Interestingly, the vocals are slow and harmonising, even when the drums are at their most blistering. It's almost like there are a couple of different bands playing at the same time and at completely different tempos but oddly remaining in sync throughout. Those vocals are clean, by the way, and eager to elongate and hold notes, though harsh vocals show up on other tracks.

I see that drummer Garry Naples is the new fish in the band, having joined as recently as 2011, so I wonder if he changed their sound (research states that may have been more Vito Marchese's doing, after he joined in 2003). I don't recall them being remotely this fast, even when they got going. If he did, good on him because the contrast between slow vocals and fast drums is an enticing one. I know what fast death and slow doom/death sound like and this is not really either but somehow both.

It's also progressive and comfortable with that. There's Opeth here but the list doesn't end there. There's also Voivod and Tool and Budgie and a whole bunch of wildly different bands. The title track is a great example of that variety, with a slow quiet build ending up firmly in death metal territory but with Sisters of Mercy vocals and Uriah Heep organ.

There's always been a gothic element to doom/death (hey, my favourite genre album is Paradise Lost's Gothic) but it feels a lot more obvious here than I remember for November's Doom. If songs like What We Become or The Clearing Blind had their elements of death metal removed, as indeed they are on the Matte Variant bonus tracks on the limited edition, they ought to be right up the alley of traditional goths. It's certainly much closer to the sound of My Dying Bride than any era of Paradise Lost, perhaps because they were always the more prog of the doom/death bands that I grew up with.

Given what works here, I can easily see them going more and more into a My Dying Bride direction, because the clean vocals work so much better than the harsh ones. The latter are done well, but they're unable to raise the level of melancholia on a song that the clean vocals do effortlessly. It doesn't feel like they're complementing each other most of the time, though they do that at points, such as on Black Light. Most of the time they're battling as to what a song should be and the clean vocals win those battles every time.

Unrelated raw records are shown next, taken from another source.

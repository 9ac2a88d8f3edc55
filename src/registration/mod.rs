//! Device registration with the backend
//!
//! This module handles:
//! - Connect/disconnect requests against the push transport
//! - Registering and unregistering the push id with the backend
//! - Mapping every outcome to a connection state and error code
//! - Keeping the foreground indicator up while an action runs

mod backend;
mod handler;
mod notify;

pub use backend::{
    register_url, unregister_url, Authenticator, BackendError, DeviceBackend, HttpBackend,
    StaticTokenAuthenticator,
};
pub use handler::{RegistrationAction, RegistrationContext, RegistrationHandler};
pub use notify::{ForegroundGuard, ForegroundIndicator, LogNotifier, Notice, Notifier};
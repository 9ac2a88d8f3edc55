//! Authenticated HTTP calls to the device registry

use anyhow::Result;
use async_trait::async_trait;
use reqwest::{StatusCode, Url};
use std::time::Duration;
use thiserror::Error;

const REGISTER_PATH: &str = "/api/1/register";
const UNREGISTER_PATH: &str = "/api/1/unregister";

#[derive(Debug, Clone, PartialEq, Eq, Error)]
pub enum BackendError {
    #[error("network error: {0}")]
    Network(String),
    #[error("authentication failed: {0}")]
    AuthFailed(String),
    #[error("authentication pending user approval")]
    AuthPending,
    #[error("{0}")]
    Other(String),
}

/// Registry endpoint for a push registration id
pub fn register_url(base: &str, reg_id: &str, device_name: &str) -> Result<Url> {
    let endpoint = format!("{}{}", base.trim_end_matches('/'), REGISTER_PATH);
    Ok(Url::parse_with_params(
        &endpoint,
        &[("regid", reg_id), ("name", device_name)],
    )?)
}

/// Registry endpoint removing a push registration id
pub fn unregister_url(base: &str, reg_id: &str) -> Result<Url> {
    let endpoint = format!("{}{}", base.trim_end_matches('/'), UNREGISTER_PATH);
    Ok(Url::parse_with_params(&endpoint, &[("regid", reg_id)])?)
}

/// Account-authenticated GET returning the HTTP status
#[async_trait]
pub trait DeviceBackend: Send + Sync {
    async fn get(&self, account: &str, url: &Url) -> Result<u16, BackendError>;
}

/// Produces a bearer token for an account
#[async_trait]
pub trait Authenticator: Send + Sync {
    async fn token(&self, account: &str) -> Result<String, BackendError>;
}

/// Token handed over on the command line; none means the user has not
/// granted one yet
pub struct StaticTokenAuthenticator {
    token: Option<String>,
}

impl StaticTokenAuthenticator {
    pub fn new(token: Option<String>) -> Self {
        Self { token }
    }
}

#[async_trait]
impl Authenticator for StaticTokenAuthenticator {
    async fn token(&self, _account: &str) -> Result<String, BackendError> {
        self.token.clone().ok_or(BackendError::AuthPending)
    }
}

/// `reqwest` implementation of [`DeviceBackend`]
pub struct HttpBackend<A> {
    client: reqwest::Client,
    auth: A,
}

impl<A: Authenticator> HttpBackend<A> {
    pub fn new(user_agent: &str, timeout: Duration, auth: A) -> Result<Self> {
        let client = reqwest::Client::builder()
            .user_agent(user_agent)
            .timeout(timeout)
            .build()?;
        Ok(Self { client, auth })
    }
}

#[async_trait]
impl<A: Authenticator> DeviceBackend for HttpBackend<A> {
    async fn get(&self, account: &str, url: &Url) -> Result<u16, BackendError> {
        let token = self.auth.token(account).await?;

        let response = self
            .client
            .get(url.clone())
            .bearer_auth(token)
            .send()
            .await
            .map_err(|e| {
                if e.is_connect() || e.is_timeout() || e.is_request() {
                    BackendError::Network(e.to_string())
                } else {
                    BackendError::Other(e.to_string())
                }
            })?;

        match response.status() {
            StatusCode::UNAUTHORIZED => Err(BackendError::AuthFailed(format!(
                "{} rejected by {}",
                account,
                url.host_str().unwrap_or_default()
            ))),
            status => Ok(status.as_u16()),
        }
    }
}
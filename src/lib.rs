//! Push-triggered device actions on serial background executors
//!
//! Two executors share the same machinery: one runs remote commands
//! (`ring`, `vibrate`, `say <text>`), the other runs device registration
//! against the backend. Each accepts work without blocking, runs one action
//! at a time under a wake-lock and stops itself once idle.

pub mod command;
pub mod config;
pub mod executor;
pub mod prefs;
pub mod push;
pub mod registration;
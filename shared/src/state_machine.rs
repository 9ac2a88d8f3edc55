//! Connection State Machine
//!
//! Coarse connection states shown to the user and the transitions between
//! them.

use crate::{ErrorCode, StatusEvent};

/// Coarse connection state of the device with the backend
#[derive(Debug, Clone, Copy, PartialEq, Eq, Hash, Default)]
pub enum ConnectionState {
    #[default]
    Disconnected,
    Connecting,
    Connected,
    Disconnecting,
}

impl ConnectionState {
    /// Settled states are persisted as the "online" flag
    pub fn is_settled(self) -> bool {
        matches!(self, ConnectionState::Connected | ConnectionState::Disconnected)
    }

    /// Online flag implied by a settled state
    pub fn online(self) -> Option<bool> {
        match self {
            ConnectionState::Connected => Some(true),
            ConnectionState::Disconnected => Some(false),
            _ => None,
        }
    }
}

/// Check if a transition from one state to another is expected
pub fn is_valid_transition(from: ConnectionState, to: ConnectionState) -> bool {
    use ConnectionState::*;

    match (from, to) {
        // Same state is always valid
        (a, b) if a == b => true,

        // Settled states can be reached from anywhere: push callbacks and
        // push errors arrive without a matching request
        (_, Connected | Disconnected) => true,

        (Disconnected, Connecting) => true,
        (Connected, Disconnecting) => true,

        _ => false,
    }
}

/// Tracks the last state broadcast to the UI
#[derive(Debug, Default)]
pub struct ConnectionTracker {
    current_state: ConnectionState,
    last_error: Option<ErrorCode>,
}

impl ConnectionTracker {
    /// Start from a persisted online flag
    pub fn new(online: bool) -> Self {
        Self {
            current_state: if online {
                ConnectionState::Connected
            } else {
                ConnectionState::Disconnected
            },
            last_error: None,
        }
    }

    /// Get current state
    pub fn state(&self) -> ConnectionState {
        self.current_state
    }

    /// Error attached to the last applied event
    pub fn last_error(&self) -> Option<&ErrorCode> {
        self.last_error.as_ref()
    }

    /// Apply an event; returns false when the transition was unexpected.
    /// The event is applied either way, the UI must reflect it.
    pub fn apply(&mut self, event: &StatusEvent) -> bool {
        let valid = is_valid_transition(self.current_state, event.state);
        self.current_state = event.state;
        self.last_error = event.error.clone();
        valid
    }
}

#[cfg(test)]
mod tests {
    use super::*;

    #[test]
    fn test_initial_state() {
        assert_eq!(ConnectionTracker::default().state(), ConnectionState::Disconnected);
        assert_eq!(ConnectionTracker::new(true).state(), ConnectionState::Connected);
    }

    #[test]
    fn test_connect_flow() {
        let mut tracker = ConnectionTracker::new(false);
        assert!(tracker.apply(&StatusEvent::new(ConnectionState::Connecting, None)));
        assert!(tracker.apply(&StatusEvent::new(ConnectionState::Connected, None)));
        assert_eq!(tracker.state(), ConnectionState::Connected);
        assert!(tracker.last_error().is_none());
    }

    #[test]
    fn test_failed_connect_keeps_error() {
        let mut tracker = ConnectionTracker::new(false);
        tracker.apply(&StatusEvent::new(ConnectionState::Connecting, None));
        tracker.apply(&StatusEvent::new(
            ConnectionState::Disconnected,
            Some(ErrorCode::DeviceRegistrationError),
        ));
        assert_eq!(tracker.state(), ConnectionState::Disconnected);
        assert_eq!(tracker.last_error(), Some(&ErrorCode::DeviceRegistrationError));
    }

    #[test]
    fn test_unexpected_transition_is_flagged() {
        let mut tracker = ConnectionTracker::new(true);
        assert!(!tracker.apply(&StatusEvent::new(ConnectionState::Connecting, None)));
        // Still applied
        assert_eq!(tracker.state(), ConnectionState::Connecting);
    }

    #[test]
    fn test_settled_states() {
        assert_eq!(ConnectionState::Connected.online(), Some(true));
        assert_eq!(ConnectionState::Disconnected.online(), Some(false));
        assert_eq!(ConnectionState::Connecting.online(), None);
        assert!(!ConnectionState::Disconnecting.is_settled());
        assert!(!is_valid_transition(
            ConnectionState::Disconnected,
            ConnectionState::Disconnecting
        ));
    }
}
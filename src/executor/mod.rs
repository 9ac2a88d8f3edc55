//! Serial background executor
//!
//! This module handles:
//! - Accepting actions into a small bounded queue without blocking the caller
//! - Running them one at a time on a dedicated worker under a held wake-lock
//! - Out-of-band cancellation of the action in flight
//! - Stopping the worker after an idle period
//! - Delivering failures to whatever observer is attached

mod cancel;
mod error;
mod queue;
mod reporter;
mod service;
mod wake_lock;
mod worker;

pub use cancel::{CancelContext, CancelReason, CancelSlot};
pub use error::{ActionError, SubmitError};
pub use queue::{ActionQueue, QueueReceiver, QueueSender, Rejected};
pub use reporter::Reporter;
pub use service::ActionService;
pub use wake_lock::{CountingWakeLock, LoggingWakeLock, WakeLock, WakeLockGuard};
pub use worker::{ActionHandler, ActionOutcome, ExecutorState, SerialExecutor};
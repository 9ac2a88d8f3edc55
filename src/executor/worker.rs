//! Serial executor - one worker running queued actions one at a time

use super::cancel::{CancelContext, CancelReason, CancelSlot};
use super::error::{ActionError, SubmitError};
use super::queue::{ActionQueue, QueueReceiver, QueueSender, Rejected};
use super::reporter::Reporter;
use super::wake_lock::{WakeLock, WakeLockGuard};
use crate::config::ExecutorConfig;
use anyhow::anyhow;
use async_trait::async_trait;
use futures::FutureExt;
use parking_lot::Mutex;
use remote_agent_shared::FailureReport;
use std::any::Any;
use std::fmt;
use std::panic::AssertUnwindSafe;
use std::sync::Arc;
use std::time::Duration;
use tokio::sync::watch;
use tokio::task::JoinHandle;
use tokio_util::sync::CancellationToken;
use tracing::{debug, error, info, warn};

/// Lifecycle of an executor
#[derive(Debug, Clone, Copy, PartialEq, Eq)]
pub enum ExecutorState {
    /// Created, worker not yet waiting
    Idle,
    /// Blocked on the queue
    Waiting,
    /// Exactly one action is running
    Running,
    /// The running action is being interrupted
    Canceling,
    /// Terminal; a new executor is needed to run anything else
    Stopped,
}

/// How one action ended
#[derive(Debug, Clone, PartialEq, Eq)]
pub enum ActionOutcome {
    Completed,
    /// Reported to the attached observer
    Failed { message: String, unexpected: bool },
    /// Not reported; the executor carries on unless the reason is shutdown
    Canceled(CancelReason),
}

/// The body run for each action
#[async_trait]
pub trait ActionHandler: Send + Sync + 'static {
    type Action: fmt::Display + Send + Sync + 'static;

    /// Run one action to completion. Resources acquired here must be
    /// released on drop: a cancelled action's future is dropped mid-await.
    async fn handle(&self, action: &Self::Action, cancel: &CancelContext)
        -> Result<(), ActionError>;

    /// Summary shown to the user when `action` fails
    fn failure_message(&self, _action: &Self::Action, error: &ActionError) -> String {
        error.to_string()
    }
}

/// Handle to a running executor
pub struct SerialExecutor<A> {
    name: String,
    queue: QueueSender<A>,
    cancel: Arc<CancelSlot>,
    shutdown: CancellationToken,
    state: watch::Receiver<ExecutorState>,
    task: Mutex<Option<JoinHandle<()>>>,
}

impl<A: fmt::Display + Send + Sync + 'static> SerialExecutor<A> {
    /// Spawn the worker. Must be called from within a tokio runtime.
    pub fn start<H>(
        config: &ExecutorConfig,
        handler: Arc<H>,
        wake_lock: Arc<dyn WakeLock>,
        reporter: Arc<Reporter<FailureReport>>,
    ) -> Self
    where
        H: ActionHandler<Action = A>,
    {
        Self::start_after(config, handler, wake_lock, reporter, None)
    }

    /// Spawn a worker that only starts taking actions once `previous`
    /// has stopped
    pub(crate) fn start_after<H>(
        config: &ExecutorConfig,
        handler: Arc<H>,
        wake_lock: Arc<dyn WakeLock>,
        reporter: Arc<Reporter<FailureReport>>,
        previous: Option<watch::Receiver<ExecutorState>>,
    ) -> Self
    where
        H: ActionHandler<Action = A>,
    {
        let (queue, receiver) = ActionQueue::bounded(config.capacity);
        let shutdown = CancellationToken::new();
        let cancel = Arc::new(CancelSlot::new(shutdown.clone()));
        let (state_tx, state_rx) = watch::channel(ExecutorState::Idle);

        let worker = Worker {
            name: config.name.clone(),
            idle_timeout: config.idle_timeout,
            handler,
            wake_lock,
            reporter,
            cancel: cancel.clone(),
            shutdown: shutdown.clone(),
            state: state_tx,
        };
        let task = tokio::spawn(worker.run(receiver, previous));

        Self {
            name: config.name.clone(),
            queue,
            cancel,
            shutdown,
            state: state_rx,
            task: Mutex::new(Some(task)),
        }
    }

    /// Queue an action without blocking
    pub fn submit(&self, action: A) -> Result<(), SubmitError> {
        self.try_submit(action).map_err(|rejected| rejected.error)
    }

    /// Boolean form of [`submit`](Self::submit)
    pub fn offer(&self, action: A) -> bool {
        self.submit(action).is_ok()
    }

    /// Queue an action, handing it back when rejected
    pub fn try_submit(&self, action: A) -> Result<(), Rejected<A>> {
        let label = action.to_string();
        match self.queue.try_submit(action) {
            Ok(()) => {
                info!("[EXECUTOR] {}: queued {}", self.name, label);
                Ok(())
            }
            Err(rejected) => {
                match rejected.error {
                    SubmitError::QueueFull => {
                        warn!("[EXECUTOR] {}: queue is full, rejected {}", self.name, label)
                    }
                    SubmitError::Stopped => {
                        debug!("[EXECUTOR] {}: stopped, rejected {}", self.name, label)
                    }
                }
                Err(rejected)
            }
        }
    }

    /// Interrupt the running action. Queued actions are not affected.
    /// Returns false when nothing was running.
    pub fn request_cancel(&self) -> bool {
        let targeted = self.cancel.request_cancel();
        if targeted {
            info!("[EXECUTOR] {}: canceling current action", self.name);
        } else {
            debug!("[EXECUTOR] {}: cancel requested while idle", self.name);
        }
        targeted
    }

    pub fn state(&self) -> ExecutorState {
        *self.state.borrow()
    }

    pub fn subscribe_state(&self) -> watch::Receiver<ExecutorState> {
        self.state.clone()
    }

    pub fn is_stopped(&self) -> bool {
        self.state() == ExecutorState::Stopped || self.queue.is_closed()
    }

    /// Actions accepted but not yet started
    pub fn pending(&self) -> usize {
        self.queue.pending()
    }

    /// Wait until the worker has stopped on its own or by shutdown
    pub async fn wait_stopped(&self) {
        let mut state = self.state.clone();
        let _ = state.wait_for(|s| *s == ExecutorState::Stopped).await;
    }

    /// Stop the worker: the running action is cancelled and queued actions
    /// are discarded
    pub async fn shutdown(&self) {
        self.shutdown.cancel();
        let task = self.task.lock().take();
        if let Some(task) = task {
            if let Err(e) = task.await {
                error!("[EXECUTOR] {}: worker task failed: {}", self.name, e);
            }
        }
    }
}

impl<A> Drop for SerialExecutor<A> {
    fn drop(&mut self) {
        self.shutdown.cancel();
    }
}

struct Worker<H: ActionHandler> {
    name: String,
    idle_timeout: Duration,
    handler: Arc<H>,
    wake_lock: Arc<dyn WakeLock>,
    reporter: Arc<Reporter<FailureReport>>,
    cancel: Arc<CancelSlot>,
    shutdown: CancellationToken,
    state: watch::Sender<ExecutorState>,
}

impl<H: ActionHandler> Worker<H> {
    async fn run(
        self,
        mut queue: QueueReceiver<H::Action>,
        previous: Option<watch::Receiver<ExecutorState>>,
    ) {
        if let Some(mut previous) = previous {
            tokio::select! {
                biased;
                _ = self.shutdown.cancelled() => {}
                _ = previous.wait_for(|s| *s == ExecutorState::Stopped) => {}
            }
        }
        info!("[EXECUTOR] {}: started", self.name);

        loop {
            self.set_state(ExecutorState::Waiting);

            let next = tokio::select! {
                biased;
                _ = self.shutdown.cancelled() => break,
                next = queue.take(self.idle_timeout) => next,
            };

            let Some(action) = next else {
                debug!(
                    "[EXECUTOR] {}: no action was submitted recently, stopping",
                    self.name
                );
                self.drain_after_idle(&mut queue).await;
                break;
            };

            if self.execute(action).await == ActionOutcome::Canceled(CancelReason::Shutdown) {
                break;
            }
        }

        let discarded = queue.close_and_drain();
        if !discarded.is_empty() {
            warn!(
                "[EXECUTOR] {}: discarding {} queued action(s)",
                self.name,
                discarded.len()
            );
        }
        self.set_state(ExecutorState::Stopped);
        info!("[EXECUTOR] {}: stopped", self.name);
    }

    /// Close the queue and run whatever was accepted before the close.
    /// Returns the number of actions run.
    async fn drain_after_idle(&self, queue: &mut QueueReceiver<H::Action>) -> usize {
        let mut late = queue.close_and_drain().into_iter();
        let mut ran = 0;
        while let Some(action) = late.next() {
            if self.shutdown.is_cancelled() {
                warn!(
                    "[EXECUTOR] {}: discarding {} queued action(s)",
                    self.name,
                    late.len() + 1
                );
                break;
            }
            self.execute(action).await;
            ran += 1;
        }
        ran
    }

    async fn execute(&self, action: H::Action) -> ActionOutcome {
        // Flag cleared and token installed before the body starts
        let ctx = self.cancel.begin();
        self.set_state(ExecutorState::Running);
        info!("[EXECUTOR] {}: executing {}", self.name, action);

        let outcome = {
            let _wake_lock = WakeLockGuard::acquire(self.wake_lock.as_ref());
            let body = AssertUnwindSafe(self.handler.handle(&action, &ctx)).catch_unwind();
            tokio::select! {
                result = body => self.classify(&action, result),
                _ = ctx.cancelled() => {
                    self.set_state(ExecutorState::Canceling);
                    ActionOutcome::Canceled(ctx.reason().unwrap_or(CancelReason::Requested))
                }
            }
        };
        self.cancel.finish();

        match &outcome {
            ActionOutcome::Completed => {
                info!("[EXECUTOR] {}: finished {}", self.name, action);
            }
            ActionOutcome::Failed { message, .. } => {
                self.reporter
                    .deliver(FailureReport::new(action.to_string(), message.clone()));
            }
            ActionOutcome::Canceled(CancelReason::Requested) => {
                info!("[EXECUTOR] {}: {} was canceled", self.name, action);
            }
            ActionOutcome::Canceled(CancelReason::Shutdown) => {
                debug!("[EXECUTOR] {}: {} interrupted by shutdown", self.name, action);
            }
        }
        outcome
    }

    fn classify(
        &self,
        action: &H::Action,
        result: Result<Result<(), ActionError>, Box<dyn Any + Send>>,
    ) -> ActionOutcome {
        let err = match result {
            Ok(Ok(())) => return ActionOutcome::Completed,
            Ok(Err(err)) => err,
            Err(panic) => ActionError::Unexpected(anyhow!(
                "action panicked: {}",
                panic_message(panic.as_ref())
            )),
        };

        let unexpected = err.is_unexpected();
        if unexpected {
            error!(
                "[EXECUTOR] {}: unexpected failure in {}: {}",
                self.name,
                action,
                err.detail()
            );
        } else {
            warn!(
                "[EXECUTOR] {}: error when executing {}: {}",
                self.name,
                action,
                err.detail()
            );
        }

        ActionOutcome::Failed {
            message: self.handler.failure_message(action, &err),
            unexpected,
        }
    }

    fn set_state(&self, state: ExecutorState) {
        self.state.send_replace(state);
    }
}

fn panic_message(payload: &(dyn Any + Send)) -> &str {
    if let Some(s) = payload.downcast_ref::<&str>() {
        s
    } else if let Some(s) = payload.downcast_ref::<String>() {
        s
    } else {
        "unknown panic"
    }
}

I liked this. I liked how comfortable November's Doom felt doing this, as if they've evolved their sound to the point where things just feel right. These nine songs all do different things but in a similar way, mixing death not so much with doom but with goth and prog. Each runs for a reasonably consistent length, from just under five minutes to just under seven. That gives them a decent amount of time to mix up their formula and do new things.

This will prompt me to go backwards and see if maybe I'll enjoy earlier work by November's Doom, but it certainly prompts me to want to hear whatever the next album will sound like.